Problem to solve — Once you find the line containing "forgetting the plan" in the data below, copy it and each following line exactly, up to and including the line containing "and its reqwest-backed", and nothing else.

(Data excerpts)
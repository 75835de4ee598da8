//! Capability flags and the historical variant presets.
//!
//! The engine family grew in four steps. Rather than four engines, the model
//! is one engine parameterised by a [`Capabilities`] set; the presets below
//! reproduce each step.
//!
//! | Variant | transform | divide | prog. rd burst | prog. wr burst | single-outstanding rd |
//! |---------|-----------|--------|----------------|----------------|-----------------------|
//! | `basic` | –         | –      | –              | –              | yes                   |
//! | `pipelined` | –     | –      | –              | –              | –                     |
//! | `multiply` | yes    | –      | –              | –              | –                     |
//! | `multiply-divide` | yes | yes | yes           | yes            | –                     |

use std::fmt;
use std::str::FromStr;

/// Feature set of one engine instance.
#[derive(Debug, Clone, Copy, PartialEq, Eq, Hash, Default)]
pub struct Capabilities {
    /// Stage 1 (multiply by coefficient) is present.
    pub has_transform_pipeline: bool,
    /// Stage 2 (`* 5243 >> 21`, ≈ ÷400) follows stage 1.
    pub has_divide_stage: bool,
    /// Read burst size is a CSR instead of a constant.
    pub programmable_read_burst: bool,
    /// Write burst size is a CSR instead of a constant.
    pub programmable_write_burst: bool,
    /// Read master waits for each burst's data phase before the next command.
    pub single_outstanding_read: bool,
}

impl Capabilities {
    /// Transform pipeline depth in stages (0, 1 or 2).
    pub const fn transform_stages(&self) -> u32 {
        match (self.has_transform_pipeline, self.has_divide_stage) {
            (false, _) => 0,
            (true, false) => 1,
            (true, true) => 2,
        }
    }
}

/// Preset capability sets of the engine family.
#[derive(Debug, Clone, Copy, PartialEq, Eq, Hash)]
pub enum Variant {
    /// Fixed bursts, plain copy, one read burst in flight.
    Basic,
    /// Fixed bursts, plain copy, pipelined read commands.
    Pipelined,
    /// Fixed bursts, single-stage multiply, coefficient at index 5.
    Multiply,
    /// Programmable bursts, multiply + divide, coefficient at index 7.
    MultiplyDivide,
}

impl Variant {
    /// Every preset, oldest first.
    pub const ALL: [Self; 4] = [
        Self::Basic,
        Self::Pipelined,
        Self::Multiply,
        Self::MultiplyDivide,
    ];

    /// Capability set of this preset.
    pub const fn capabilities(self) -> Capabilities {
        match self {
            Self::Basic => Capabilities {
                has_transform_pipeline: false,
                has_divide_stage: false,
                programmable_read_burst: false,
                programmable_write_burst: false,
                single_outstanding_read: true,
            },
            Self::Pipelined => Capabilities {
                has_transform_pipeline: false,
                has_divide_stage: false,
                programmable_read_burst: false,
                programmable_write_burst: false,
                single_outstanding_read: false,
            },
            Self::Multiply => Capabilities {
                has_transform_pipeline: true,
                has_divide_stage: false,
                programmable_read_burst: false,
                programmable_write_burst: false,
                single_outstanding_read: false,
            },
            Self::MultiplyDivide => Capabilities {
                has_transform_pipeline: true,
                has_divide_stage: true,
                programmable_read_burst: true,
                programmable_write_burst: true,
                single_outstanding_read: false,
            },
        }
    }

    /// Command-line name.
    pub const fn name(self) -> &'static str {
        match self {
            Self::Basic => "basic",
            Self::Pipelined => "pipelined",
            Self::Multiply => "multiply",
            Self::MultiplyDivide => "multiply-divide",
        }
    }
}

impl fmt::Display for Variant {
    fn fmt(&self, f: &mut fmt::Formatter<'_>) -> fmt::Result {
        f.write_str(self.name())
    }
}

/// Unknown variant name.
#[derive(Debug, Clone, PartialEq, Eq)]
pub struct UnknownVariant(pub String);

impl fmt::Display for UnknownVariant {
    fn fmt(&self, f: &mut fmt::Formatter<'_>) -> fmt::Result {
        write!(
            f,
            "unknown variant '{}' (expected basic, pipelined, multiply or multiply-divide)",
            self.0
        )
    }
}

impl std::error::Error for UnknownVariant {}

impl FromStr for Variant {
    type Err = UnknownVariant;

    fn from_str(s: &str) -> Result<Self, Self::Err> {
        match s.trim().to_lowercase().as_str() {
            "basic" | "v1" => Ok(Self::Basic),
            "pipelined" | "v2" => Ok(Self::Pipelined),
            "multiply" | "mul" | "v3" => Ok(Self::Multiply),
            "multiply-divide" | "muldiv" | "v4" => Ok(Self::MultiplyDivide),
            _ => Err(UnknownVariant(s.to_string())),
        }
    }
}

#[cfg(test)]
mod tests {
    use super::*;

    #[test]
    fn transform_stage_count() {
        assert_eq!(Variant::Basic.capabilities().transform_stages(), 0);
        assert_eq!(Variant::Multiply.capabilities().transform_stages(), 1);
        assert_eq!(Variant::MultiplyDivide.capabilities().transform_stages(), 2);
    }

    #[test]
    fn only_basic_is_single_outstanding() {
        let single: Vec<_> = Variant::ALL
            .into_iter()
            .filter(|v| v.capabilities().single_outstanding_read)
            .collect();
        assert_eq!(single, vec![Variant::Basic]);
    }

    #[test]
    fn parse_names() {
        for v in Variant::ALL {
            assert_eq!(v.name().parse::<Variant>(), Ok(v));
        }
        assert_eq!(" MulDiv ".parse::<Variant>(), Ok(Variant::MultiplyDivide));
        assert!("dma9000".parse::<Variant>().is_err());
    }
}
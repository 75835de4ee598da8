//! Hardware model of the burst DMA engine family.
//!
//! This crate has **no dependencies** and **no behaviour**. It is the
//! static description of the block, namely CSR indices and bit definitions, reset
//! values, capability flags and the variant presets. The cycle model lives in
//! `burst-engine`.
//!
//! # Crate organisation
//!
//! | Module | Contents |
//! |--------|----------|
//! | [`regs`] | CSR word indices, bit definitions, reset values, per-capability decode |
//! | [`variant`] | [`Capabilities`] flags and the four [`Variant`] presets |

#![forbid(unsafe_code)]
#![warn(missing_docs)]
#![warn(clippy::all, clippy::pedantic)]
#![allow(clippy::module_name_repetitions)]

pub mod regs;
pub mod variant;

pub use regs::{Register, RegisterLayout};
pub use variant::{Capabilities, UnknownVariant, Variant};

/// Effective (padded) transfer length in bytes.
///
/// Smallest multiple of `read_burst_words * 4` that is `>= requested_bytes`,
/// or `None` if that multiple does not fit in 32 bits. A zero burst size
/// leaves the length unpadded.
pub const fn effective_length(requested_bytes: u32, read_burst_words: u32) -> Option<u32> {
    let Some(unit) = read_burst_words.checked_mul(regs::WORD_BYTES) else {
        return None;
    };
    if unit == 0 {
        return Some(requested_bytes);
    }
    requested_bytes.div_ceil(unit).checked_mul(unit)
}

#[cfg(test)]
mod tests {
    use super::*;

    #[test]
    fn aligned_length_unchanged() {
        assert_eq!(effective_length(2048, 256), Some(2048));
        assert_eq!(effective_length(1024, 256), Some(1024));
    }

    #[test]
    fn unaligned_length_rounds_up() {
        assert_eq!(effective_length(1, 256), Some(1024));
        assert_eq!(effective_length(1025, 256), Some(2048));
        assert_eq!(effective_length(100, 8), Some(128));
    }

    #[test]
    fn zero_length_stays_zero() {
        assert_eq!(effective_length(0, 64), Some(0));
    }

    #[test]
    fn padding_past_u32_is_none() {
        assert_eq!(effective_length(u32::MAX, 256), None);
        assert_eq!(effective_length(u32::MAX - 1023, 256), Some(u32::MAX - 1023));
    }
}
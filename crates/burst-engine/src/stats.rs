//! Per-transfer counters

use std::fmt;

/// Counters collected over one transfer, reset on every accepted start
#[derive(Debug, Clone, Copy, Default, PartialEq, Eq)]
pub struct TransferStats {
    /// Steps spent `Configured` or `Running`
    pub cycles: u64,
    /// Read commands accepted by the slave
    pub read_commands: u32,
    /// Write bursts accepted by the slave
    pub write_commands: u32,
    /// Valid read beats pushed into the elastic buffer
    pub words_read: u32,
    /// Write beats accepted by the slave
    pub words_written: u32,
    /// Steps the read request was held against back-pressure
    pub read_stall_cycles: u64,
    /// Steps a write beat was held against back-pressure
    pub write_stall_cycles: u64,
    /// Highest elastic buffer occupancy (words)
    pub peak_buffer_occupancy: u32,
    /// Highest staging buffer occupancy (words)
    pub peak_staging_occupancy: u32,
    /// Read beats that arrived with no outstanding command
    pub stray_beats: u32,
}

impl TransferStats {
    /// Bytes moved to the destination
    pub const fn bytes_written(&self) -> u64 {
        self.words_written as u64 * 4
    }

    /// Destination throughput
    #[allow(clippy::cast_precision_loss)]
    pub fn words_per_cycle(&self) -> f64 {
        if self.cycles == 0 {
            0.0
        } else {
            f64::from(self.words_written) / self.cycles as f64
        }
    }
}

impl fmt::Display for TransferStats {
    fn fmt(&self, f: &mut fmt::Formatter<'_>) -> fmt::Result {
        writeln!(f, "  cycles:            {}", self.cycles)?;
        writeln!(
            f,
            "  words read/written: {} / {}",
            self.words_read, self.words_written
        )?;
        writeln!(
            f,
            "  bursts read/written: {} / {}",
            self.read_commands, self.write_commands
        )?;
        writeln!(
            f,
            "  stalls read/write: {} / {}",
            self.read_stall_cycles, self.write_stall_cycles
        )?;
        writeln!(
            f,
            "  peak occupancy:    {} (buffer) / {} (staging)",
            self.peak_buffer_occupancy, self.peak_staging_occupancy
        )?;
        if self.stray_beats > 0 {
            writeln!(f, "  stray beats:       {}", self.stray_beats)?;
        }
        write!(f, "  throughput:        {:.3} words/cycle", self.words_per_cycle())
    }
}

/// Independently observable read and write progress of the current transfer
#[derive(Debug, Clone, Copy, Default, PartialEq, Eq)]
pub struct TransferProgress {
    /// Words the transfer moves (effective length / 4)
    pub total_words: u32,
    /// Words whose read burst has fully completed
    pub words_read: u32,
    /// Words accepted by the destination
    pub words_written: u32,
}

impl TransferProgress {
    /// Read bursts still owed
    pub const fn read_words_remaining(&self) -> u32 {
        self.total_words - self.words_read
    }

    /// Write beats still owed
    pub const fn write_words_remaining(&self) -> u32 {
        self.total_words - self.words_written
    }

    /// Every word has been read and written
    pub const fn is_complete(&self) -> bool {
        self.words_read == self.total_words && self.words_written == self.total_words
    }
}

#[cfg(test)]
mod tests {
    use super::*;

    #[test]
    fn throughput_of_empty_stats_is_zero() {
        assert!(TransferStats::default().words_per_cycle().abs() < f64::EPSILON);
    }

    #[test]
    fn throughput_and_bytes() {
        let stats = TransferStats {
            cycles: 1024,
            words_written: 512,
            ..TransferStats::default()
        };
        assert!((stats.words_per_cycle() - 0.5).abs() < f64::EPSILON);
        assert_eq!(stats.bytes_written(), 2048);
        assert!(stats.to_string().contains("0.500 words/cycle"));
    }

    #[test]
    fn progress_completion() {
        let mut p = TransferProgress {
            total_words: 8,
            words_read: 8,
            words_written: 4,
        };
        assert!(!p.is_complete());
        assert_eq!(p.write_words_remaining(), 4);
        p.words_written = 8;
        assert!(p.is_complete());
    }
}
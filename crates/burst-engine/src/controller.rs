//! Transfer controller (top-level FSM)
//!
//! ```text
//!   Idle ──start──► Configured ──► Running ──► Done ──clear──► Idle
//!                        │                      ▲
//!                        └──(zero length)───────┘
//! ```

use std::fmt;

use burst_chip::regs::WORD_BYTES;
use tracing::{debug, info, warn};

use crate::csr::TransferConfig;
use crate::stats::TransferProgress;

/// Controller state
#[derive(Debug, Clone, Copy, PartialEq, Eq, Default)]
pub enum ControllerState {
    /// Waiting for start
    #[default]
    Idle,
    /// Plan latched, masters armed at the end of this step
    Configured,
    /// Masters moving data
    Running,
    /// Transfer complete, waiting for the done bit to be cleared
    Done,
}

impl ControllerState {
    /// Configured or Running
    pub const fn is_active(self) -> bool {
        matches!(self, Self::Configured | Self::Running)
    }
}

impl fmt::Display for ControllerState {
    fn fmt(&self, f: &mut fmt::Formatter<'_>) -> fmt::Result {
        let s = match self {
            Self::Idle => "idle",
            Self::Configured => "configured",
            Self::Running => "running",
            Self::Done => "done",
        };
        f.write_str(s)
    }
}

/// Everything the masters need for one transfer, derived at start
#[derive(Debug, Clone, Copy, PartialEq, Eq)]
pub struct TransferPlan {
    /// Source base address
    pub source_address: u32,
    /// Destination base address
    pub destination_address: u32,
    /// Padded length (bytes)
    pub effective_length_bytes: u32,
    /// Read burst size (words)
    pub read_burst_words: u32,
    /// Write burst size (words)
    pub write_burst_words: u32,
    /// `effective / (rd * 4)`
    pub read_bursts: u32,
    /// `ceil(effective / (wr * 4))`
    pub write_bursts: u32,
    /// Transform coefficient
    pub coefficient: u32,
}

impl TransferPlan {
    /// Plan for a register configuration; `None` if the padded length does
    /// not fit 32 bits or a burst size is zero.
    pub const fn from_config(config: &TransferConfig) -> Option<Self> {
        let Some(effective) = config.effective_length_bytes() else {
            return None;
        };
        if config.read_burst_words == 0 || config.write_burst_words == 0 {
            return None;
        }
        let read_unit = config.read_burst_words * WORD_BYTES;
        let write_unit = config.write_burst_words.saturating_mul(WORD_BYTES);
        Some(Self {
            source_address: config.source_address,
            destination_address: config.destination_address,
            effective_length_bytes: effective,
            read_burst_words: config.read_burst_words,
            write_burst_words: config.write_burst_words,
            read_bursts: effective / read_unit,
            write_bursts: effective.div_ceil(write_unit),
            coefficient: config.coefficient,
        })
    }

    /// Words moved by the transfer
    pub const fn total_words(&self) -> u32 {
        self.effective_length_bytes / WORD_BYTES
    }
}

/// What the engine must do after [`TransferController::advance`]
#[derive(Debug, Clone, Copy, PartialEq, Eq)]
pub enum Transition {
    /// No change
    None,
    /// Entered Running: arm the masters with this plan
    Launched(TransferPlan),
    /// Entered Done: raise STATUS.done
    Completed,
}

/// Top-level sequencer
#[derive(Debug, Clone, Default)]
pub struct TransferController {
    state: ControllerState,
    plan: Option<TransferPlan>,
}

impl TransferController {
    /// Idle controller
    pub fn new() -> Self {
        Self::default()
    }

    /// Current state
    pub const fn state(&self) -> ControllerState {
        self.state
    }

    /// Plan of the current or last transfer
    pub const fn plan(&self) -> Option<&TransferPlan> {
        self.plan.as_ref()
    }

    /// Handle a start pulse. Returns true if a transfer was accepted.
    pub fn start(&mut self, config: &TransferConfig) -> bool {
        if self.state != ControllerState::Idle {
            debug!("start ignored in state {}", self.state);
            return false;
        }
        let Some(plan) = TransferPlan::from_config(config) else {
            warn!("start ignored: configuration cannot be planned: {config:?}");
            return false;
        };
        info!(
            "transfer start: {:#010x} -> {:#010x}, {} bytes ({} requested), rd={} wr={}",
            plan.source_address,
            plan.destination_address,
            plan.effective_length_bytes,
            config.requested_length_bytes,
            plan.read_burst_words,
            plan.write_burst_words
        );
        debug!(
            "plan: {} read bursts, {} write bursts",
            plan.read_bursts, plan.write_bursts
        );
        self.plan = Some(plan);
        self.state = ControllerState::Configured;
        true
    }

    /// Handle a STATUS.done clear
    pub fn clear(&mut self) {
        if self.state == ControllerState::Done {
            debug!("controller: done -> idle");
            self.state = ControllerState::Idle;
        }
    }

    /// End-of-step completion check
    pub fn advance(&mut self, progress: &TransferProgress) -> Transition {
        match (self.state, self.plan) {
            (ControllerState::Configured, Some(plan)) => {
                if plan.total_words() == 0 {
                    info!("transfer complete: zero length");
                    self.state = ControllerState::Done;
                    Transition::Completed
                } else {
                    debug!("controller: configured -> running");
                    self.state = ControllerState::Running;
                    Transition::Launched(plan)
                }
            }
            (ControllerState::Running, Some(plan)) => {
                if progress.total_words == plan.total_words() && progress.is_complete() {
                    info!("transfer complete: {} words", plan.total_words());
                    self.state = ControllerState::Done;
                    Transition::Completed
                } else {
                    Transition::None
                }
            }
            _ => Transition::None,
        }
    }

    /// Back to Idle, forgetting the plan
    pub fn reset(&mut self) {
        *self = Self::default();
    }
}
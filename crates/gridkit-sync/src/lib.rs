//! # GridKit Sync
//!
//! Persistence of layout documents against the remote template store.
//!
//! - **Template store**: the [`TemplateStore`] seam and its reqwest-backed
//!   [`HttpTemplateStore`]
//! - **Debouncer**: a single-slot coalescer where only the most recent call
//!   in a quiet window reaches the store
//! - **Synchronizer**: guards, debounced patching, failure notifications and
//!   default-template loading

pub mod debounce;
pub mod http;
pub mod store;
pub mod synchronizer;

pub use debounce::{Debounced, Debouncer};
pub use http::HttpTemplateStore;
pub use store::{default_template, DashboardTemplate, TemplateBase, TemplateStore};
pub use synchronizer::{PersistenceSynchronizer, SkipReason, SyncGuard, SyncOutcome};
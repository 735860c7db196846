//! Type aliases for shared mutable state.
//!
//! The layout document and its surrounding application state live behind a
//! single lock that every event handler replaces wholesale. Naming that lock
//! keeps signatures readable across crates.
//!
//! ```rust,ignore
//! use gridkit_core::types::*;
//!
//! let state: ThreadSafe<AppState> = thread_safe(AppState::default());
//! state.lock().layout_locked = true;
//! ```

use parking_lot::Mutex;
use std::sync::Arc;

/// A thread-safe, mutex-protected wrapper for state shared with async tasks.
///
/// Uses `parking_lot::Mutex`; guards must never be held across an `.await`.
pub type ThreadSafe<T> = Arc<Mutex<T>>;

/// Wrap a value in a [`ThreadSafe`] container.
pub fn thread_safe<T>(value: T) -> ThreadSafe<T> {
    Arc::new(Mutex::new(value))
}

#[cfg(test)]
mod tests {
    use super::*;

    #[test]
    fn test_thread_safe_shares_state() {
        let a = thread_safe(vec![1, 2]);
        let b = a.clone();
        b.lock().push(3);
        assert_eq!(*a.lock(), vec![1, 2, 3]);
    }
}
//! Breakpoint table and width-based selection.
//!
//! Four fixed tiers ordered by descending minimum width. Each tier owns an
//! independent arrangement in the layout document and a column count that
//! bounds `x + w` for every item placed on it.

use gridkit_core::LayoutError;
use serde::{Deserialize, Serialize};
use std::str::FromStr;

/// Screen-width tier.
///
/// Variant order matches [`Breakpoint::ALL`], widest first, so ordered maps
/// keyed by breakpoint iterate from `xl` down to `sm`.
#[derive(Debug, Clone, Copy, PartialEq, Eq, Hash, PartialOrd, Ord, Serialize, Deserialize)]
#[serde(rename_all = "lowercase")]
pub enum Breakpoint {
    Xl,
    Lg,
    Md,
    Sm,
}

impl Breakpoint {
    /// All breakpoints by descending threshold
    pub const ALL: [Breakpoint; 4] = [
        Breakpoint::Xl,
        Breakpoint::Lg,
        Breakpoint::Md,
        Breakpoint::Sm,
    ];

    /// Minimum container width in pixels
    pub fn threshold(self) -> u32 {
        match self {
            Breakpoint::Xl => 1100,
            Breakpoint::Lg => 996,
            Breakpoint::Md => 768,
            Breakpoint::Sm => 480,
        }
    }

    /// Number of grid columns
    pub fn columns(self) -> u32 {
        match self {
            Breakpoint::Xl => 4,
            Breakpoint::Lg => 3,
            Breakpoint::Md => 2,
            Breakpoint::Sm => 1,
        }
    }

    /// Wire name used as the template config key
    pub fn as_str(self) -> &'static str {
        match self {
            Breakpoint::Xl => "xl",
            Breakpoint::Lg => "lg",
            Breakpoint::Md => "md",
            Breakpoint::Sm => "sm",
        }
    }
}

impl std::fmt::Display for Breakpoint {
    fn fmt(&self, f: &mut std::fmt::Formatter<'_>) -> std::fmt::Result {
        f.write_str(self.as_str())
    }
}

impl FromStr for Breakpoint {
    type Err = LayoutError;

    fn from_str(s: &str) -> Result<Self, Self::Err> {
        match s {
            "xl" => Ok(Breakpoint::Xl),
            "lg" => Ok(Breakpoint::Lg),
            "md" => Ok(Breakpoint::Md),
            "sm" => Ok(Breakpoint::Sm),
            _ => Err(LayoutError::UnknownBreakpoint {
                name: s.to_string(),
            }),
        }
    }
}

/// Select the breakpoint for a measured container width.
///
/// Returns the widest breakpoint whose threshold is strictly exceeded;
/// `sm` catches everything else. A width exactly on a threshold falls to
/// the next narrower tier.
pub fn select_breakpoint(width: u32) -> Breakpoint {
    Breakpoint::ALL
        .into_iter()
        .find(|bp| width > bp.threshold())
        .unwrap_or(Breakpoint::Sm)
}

Exercise response —
    /// Back to Idle, forgetting the plan
    pub fn reset(&mut self) {
        *self = Self::default();
    }
}
filename crates/gridkit-sync/src/lib.rs
//! # GridKit Sync
//!
//! Persistence of layout documents against the remote template store.
//!
//! - **Template store**: the [`TemplateStore`] seam and its reqwest-backed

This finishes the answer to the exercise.